Friday, September 3, 2010

A Chance Meeting

Imagine a dinner party with 30 literary and visual arts luminaries and you are the fly on the wall or perhaps in the soup doing the backstroke listening to them jabbering away.

From mid-century 19th to mid-century 20th Rachel Cohen in her book, A Chance Meeting brings these poets and writers and photographers and artists alive on the page. After enormous research from diaries, memoirs and biographies she has found connective threads that became the tapestry of the American literary landscape.

We are treated to a stream of numinous moments such as Helen Keller remarking how she felt, in Mark Twain's handshake, the twinkle in his eye.
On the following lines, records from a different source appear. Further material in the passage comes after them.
//! Error types for parsing and exporting route tables.

use std::path::PathBuf;
use thiserror::Error;

/// Malformed input found while scanning a routing table dump.
#[derive(Error, Debug, PartialEq, Eq)]
pub enum ParseError {
    #[error("line {line_no}: path detail before any route header: '{line}'")]
    OrphanDetail { line_no: usize, line: String },

    #[error("line {line_no}: path detail for unknown route {prefix}")]
    UnknownRoute { line_no: usize, prefix: String },
}

/// Failure writing the CSV report.
#[derive(Error, Debug)]
pub enum ExportError {
    #[error("unable to write {}: {source}", .path.display())]
    Csv {
        path: PathBuf,
        #[source]
        source: csv::Error,
    },

    #[error("unable to write {}: {source}", .path.display())]
    Io {
        path: PathBuf,
        #[source]
        source: std::io::Error,
    },
}

#[cfg(test)]
mod tests {
    use super::*;

    #[test]
    fn test_orphan_detail_message_names_line() {
        let err = ParseError::OrphanDetail {
            line_no: 3,
            line: "[110/2] via 10.0.0.5, 00:00:12, Gi0/1".to_string(),
        };
        let msg = err.to_string();
        assert!(msg.starts_with("line 3:"), "{msg}");
        assert!(msg.contains("via 10.0.0.5"), "{msg}");
    }
}
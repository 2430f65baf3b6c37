//! IPv4 address and CIDR notation utilities.
//!
//! Provides [`Ipv4`] struct for representing IPv4 networks as printed in
//! routing tables, along with the mask arithmetic used for host ranges.

use std::error::Error;
use std::net::Ipv4Addr;

/// Maximum length for an IPv4 subnet mask (32 bits).
pub const MAX_LENGTH: u8 = 32;

/// Convert a CIDR prefix length to a subnet mask as u32.
///
/// # Examples
/// ```
/// use route_table_report::models::get_cidr_mask;
/// assert_eq!(get_cidr_mask(24).unwrap(), 0xFFFFFF00);
/// ```
pub fn get_cidr_mask(len: u8) -> Result<u32, Box<dyn Error>> {
    if len > MAX_LENGTH {
        Err("Network length is too long".into())
    } else {
        let right_len = MAX_LENGTH - len;
        let all_bits = u32::MAX as u64;

        let mask = (all_bits >> right_len) << right_len;

        Ok(mask as u32)
    }
}

/// Convert a dotted netmask (e.g. 255.255.255.0) to a prefix length.
///
/// Only contiguous masks are accepted.
pub fn mask_len(netmask: Ipv4Addr) -> Result<u8, Box<dyn Error>> {
    let bits = u32::from(netmask);
    let len = bits.leading_ones() as u8;
    if get_cidr_mask(len)? != bits {
        return Err(format!("Non contiguous netmask {netmask}").into());
    }
    Ok(len)
}

/// Get the network address for a given IP and prefix length.
pub fn cut_addr(addr: Ipv4Addr, len: u8) -> Result<Ipv4Addr, Box<dyn Error>> {
    if len > MAX_LENGTH {
        Err("Network length is too long".into())
    } else {
        let right_len = MAX_LENGTH - len;
        let bits = u32::from(addr) as u64;
        let new_bits = (bits >> right_len) << right_len;

        Ok(Ipv4Addr::from(new_bits as u32))
    }
}

/// Calculate the broadcast address for a given IP and prefix length.
pub fn broadcast_addr(addr: Ipv4Addr, len: u8) -> Result<Ipv4Addr, Box<dyn Error>> {
    if len > MAX_LENGTH {
        Err("Network length is too long".into())
    } else {
        let mask = get_cidr_mask(len)?;
        let addr_bits = u32::from(addr);
        let network_bits = addr_bits & mask;
        let broadcast_bits = network_bits | (!mask);
        Ok(Ipv4Addr::from(broadcast_bits))
    }
}

/// IPv4 network with CIDR notation support.
#[derive(Eq, PartialEq, Debug, Copy, Clone, Hash)]
pub struct Ipv4 {
    /// The network address.
    pub addr: Ipv4Addr,
    /// The subnet mask length (0-32).
    pub mask: u8,
}

impl Ipv4 {
    /// Parse a strict network expression.
    ///
    /// Accepts `a.b.c.d`, `a.b.c.d/len` and `a.b.c.d/m.m.m.m`, the latter as
    /// a netmask or a hostmask. A bare address is a /32. Host bits set beyond the mask are rejected.
    pub fn new(addr_cidr: &str) -> Result<Ipv4, Box<dyn Error>> {
        let addr_cidr = addr_cidr.trim();
        let (addr_part, mask_part) = match addr_cidr.split_once('/') {
            Some((addr, mask)) => (addr, Some(mask)),
            None => (addr_cidr, None),
        };
        let addr: Ipv4Addr = addr_part
            .parse()
            .map_err(|_| format!("Invalid address {addr_part}"))?;
        let mask = match mask_part {
            None => MAX_LENGTH,
            Some(m) if !m.is_empty() && m.bytes().all(|b| b.is_ascii_digit()) => {
                let len: u8 = m.parse().map_err(|_| format!("Invalid mask {m}"))?;
                if len > MAX_LENGTH {
                    return Err("Network length is too long".into());
                }
                len
            }
            Some(m) => {
                let netmask: Ipv4Addr = m.parse().map_err(|_| format!("Invalid mask {m}"))?;
                // hostmask form, e.g. 0.0.0.255
                mask_len(netmask).or_else(|_| mask_len(Ipv4Addr::from(!u32::from(netmask))))?
            }
        };
        if cut_addr(addr, mask)? != addr {
            return Err(format!("{addr_cidr} has host bits set").into());
        }
        Ok(Ipv4 { addr, mask })
    }

    /// Get the highest (broadcast) address in the subnet.
    pub fn hi(&self) -> Result<Ipv4Addr, Box<dyn Error>> {
        broadcast_addr(self.addr, self.mask)
    }

    /// Get the lowest (network) address in the subnet.
    pub fn lo(&self) -> Result<Ipv4Addr, Box<dyn Error>> {
        cut_addr(self.addr, self.mask)
    }

    /// First and last usable host addresses.
    ///
    /// A /32 has no separate last address, so `last` is `None`.
    pub fn usable_range(&self) -> Result<(Ipv4Addr, Option<Ipv4Addr>), Box<dyn Error>> {
        let lo = self.lo()?;
        if self.mask == MAX_LENGTH {
            return Ok((lo, None));
        }
        let hi = self.hi()?;
        let first = Ipv4Addr::from(u32::from(lo) + 1);
        let last = Ipv4Addr::from(u32::from(hi) - 1);
        Ok((first, Some(last)))
    }
}

impl std::fmt::Display for Ipv4 {
    fn fmt(&self, f: &mut std::fmt::Formatter) -> std::fmt::Result {
        write!(f, "{}/{}", self.addr, self.mask)
    }
}
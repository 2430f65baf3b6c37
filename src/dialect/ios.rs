//! Cisco IOS `show ip route`: the first path of a route is on its header line,
//! further equal-cost paths follow as indented `[x/y] via ...` lines.

use super::{compile, DetailProtocol, RuleSet};
use lazy_static::lazy_static;

lazy_static! {
    pub(super) static ref RULES: RuleSet = RuleSet {
        name: "Cisco IOS",
        start_marker: "Gateway",
        ignored_phrases: &["variably", "subnetted"],
        header_patterns: compile(&[
            // BGP and IGP codes with a sub-type, e.g. "O E2"
            r"(?P<protocol>[a-zA-Z] ..) (?P<route>.*) (?P<metric>.*) via (?P<next_hop>.*), ?(?P<age>.*), ?(?P<interface>.*)",
            // IGP (OSPF, EIGRP ...)
            r"(?P<protocol>[a-zA-Z]..) (?P<route>.*) (?P<metric>.*) via (?P<next_hop>.*), ?(?P<age>.*), ?(?P<interface>.*)",
            r"(?P<protocol>[a-zA-Z]) (?P<route>.*) is a summary, (?P<age>.*), (?P<interface>.*)",
            r"(?P<protocol>[a-zA-Z]..) (?P<route>.*) is a summary, (?P<age>.*), (?P<interface>.*)",
            // BGP without an outgoing interface
            r"(?P<protocol>B.*|B\*.*) (?P<route>.*) (?P<metric>.*) via (?P<next_hop>.*), (?P<age>.*)",
            // Static
            r"(?P<protocol>S.*|S\*.*) (?P<route>.*) (?P<metric>.*) via (?P<next_hop>.*)",
            // Connected and local
            r"(?P<protocol>C.*|L.*) (?P<route>.*) is directly connected, (?P<interface>.*)",
        ]),
        detail_patterns: compile(&[
            r"(?P<metric>\[.*/.*\]) via (?P<next_hop>.*), (?P<age>.*), (?P<interface>.*)",
            r"(?P<metric>\[.*/.*\]) via (?P<next_hop>.*), (?P<age>.*)",
        ]),
        header_has_path: true,
        detail_protocol: DetailProtocol::InheritFromRoute,
        protocol_separator: None,
    };
}
//! Per device family line-matching rules.
//!
//! - [`ios`] - single-line dialect, header and first path share a line
//! - [`nxos`] - two-line dialect, every path is on its own indented line
//!
//! Patterns are tried in declaration order and the first match wins.

mod ios;
mod nxos;

use crate::models::PathAttributes;
use regex::{Captures, Regex};

/// Device family of a routing table dump.
#[derive(Debug, Clone, Copy, PartialEq, Eq, Hash)]
pub enum Dialect {
    /// Cisco IOS `show ip route`.
    Ios,
    /// Cisco NX-OS `show ip route`.
    Nxos,
}

impl Dialect {
    pub fn rules(self) -> &'static RuleSet {
        match self {
            Dialect::Ios => &ios::RULES,
            Dialect::Nxos => &nxos::RULES,
        }
    }
}

impl std::fmt::Display for Dialect {
    fn fmt(&self, f: &mut std::fmt::Formatter) -> std::fmt::Result {
        f.write_str(self.rules().name)
    }
}

/// Where the protocol of a detail-line path comes from.
#[derive(Debug, Clone, Copy, PartialEq, Eq)]
pub enum DetailProtocol {
    /// Copied from the first path of the route (ECMP siblings).
    InheritFromRoute,
    /// Captured from the detail line itself.
    FromLine,
}

/// A recognised route header.
#[derive(Debug, Clone, PartialEq, Eq)]
pub struct HeaderMatch {
    pub prefix: String,
    /// First path printed on the header line, if the dialect puts one there.
    pub inline: Option<PathAttributes>,
}

/// Line rules for one dialect.
#[derive(Debug)]
pub struct RuleSet {
    pub name: &'static str,
    /// Substring marking the end of the preamble.
    pub start_marker: &'static str,
    /// Lines containing any of these are never data.
    pub ignored_phrases: &'static [&'static str],
    pub header_patterns: Vec<Regex>,
    pub detail_patterns: Vec<Regex>,
    /// Whether header lines carry the first path.
    pub header_has_path: bool,
    pub detail_protocol: DetailProtocol,
    /// Separator inside protocol tokens, rewritten to `_`.
    pub protocol_separator: Option<char>,
}

/// Joiner replacing [`RuleSet::protocol_separator`] in protocol tokens.
pub const PROTOCOL_JOINER: &str = "_";

pub(crate) fn compile(patterns: &[&str]) -> Vec<Regex> {
    patterns
        .iter()
        .map(|p| Regex::new(p).expect("Invalid Regex?"))
        .collect()
}

fn capture(caps: &Captures, name: &str) -> Option<String> {
    caps.name(name).map(|m| m.as_str().trim().to_string())
}

impl RuleSet {
    pub fn is_start_marker(&self, line: &str) -> bool {
        line.contains(self.start_marker)
    }

    pub fn is_ignored(&self, line: &str) -> bool {
        self.ignored_phrases.iter().any(|p| line.contains(p))
    }

    fn attributes(&self, caps: &Captures) -> PathAttributes {
        let protocol = capture(caps, "protocol").map(|p| match self.protocol_separator {
            Some(sep) => p.replace(sep, PROTOCOL_JOINER),
            None => p,
        });
        PathAttributes {
            protocol,
            metric: capture(caps, "metric"),
            next_hop: capture(caps, "next_hop"),
            age: capture(caps, "age"),
            interface: capture(caps, "interface"),
        }
    }

    /// Try the header patterns in order.
    pub fn match_header(&self, line: &str) -> Option<HeaderMatch> {
        self.header_patterns.iter().find_map(|re| {
            let caps = re.captures(line)?;
            let prefix = capture(&caps, "route")?;
            let inline = self.header_has_path.then(|| self.attributes(&caps));
            Some(HeaderMatch { prefix, inline })
        })
    }

    /// Try the detail patterns in order.
    pub fn match_detail(&self, line: &str) -> Option<PathAttributes> {
        self.detail_patterns
            .iter()
            .find_map(|re| re.captures(line))
            .map(|caps| self.attributes(&caps))
    }
}
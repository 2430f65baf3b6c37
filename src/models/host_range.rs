//! Usable host range of a route prefix.

use super::{format_v6, Ipv4, Ipv6};
use std::error::Error;

/// Value reported for both bounds when a prefix is not a valid network.
pub const HOST_RANGE_ERROR: &str = "error";

/// First and last usable host address of a prefix, already formatted for output.
#[derive(Debug, Clone, PartialEq, Eq)]
pub struct HostRange {
    pub first: String,
    pub last: String,
}

impl HostRange {
    fn error() -> Self {
        HostRange {
            first: HOST_RANGE_ERROR.to_string(),
            last: HOST_RANGE_ERROR.to_string(),
        }
    }
}

fn usable_bounds(prefix: &str) -> Result<(String, String), Box<dyn Error>> {
    let as_string = |last: Option<String>| last.unwrap_or_default();
    if prefix.contains(':') {
        let (first, last) = Ipv6::new(prefix)?.usable_range()?;
        Ok((format_v6(first), as_string(last.map(format_v6))))
    } else {
        let (first, last) = Ipv4::new(prefix)?.usable_range()?;
        Ok((first.to_string(), as_string(last.map(|l| l.to_string()))))
    }
}

/// Compute the usable host range of `prefix`.
///
/// A single-address network reports itself as `first` and an empty `last`.
/// Anything that is not a network (e.g. `default`) degrades to `error`/`error`.
pub fn host_range(prefix: &str) -> HostRange {
    match usable_bounds(prefix) {
        Ok((first, last)) => HostRange { first, last },
        Err(e) => {
            log::debug!("host_range({prefix}) not a network: {e}");
            HostRange::error()
        }
    }
}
We tag along with W.E.B. Dubois and his professor, William James on their visit to Helen Keller.

Small gestures are carefully observed as Charlie Chaplin ducks into a Hungarian restaurant to avoid a crowd and stays for four hours studying a violinist whose body movements he will later use in a film. Joseph Cornell is arrested for loitering outside a movie theater. He was entranced by the lit booth of the ticket seller on an otherwise dark street.

We are brought along with Henry James Sr. and his eight year old son, Henry as they have their daguerreotype taken by Matthew Brady. We learn that the self-conscious look on young Henry's face may be accounted for by a remark made a few days before by William Makepeace Thackeray concerning his nine button coat shown in the portrait.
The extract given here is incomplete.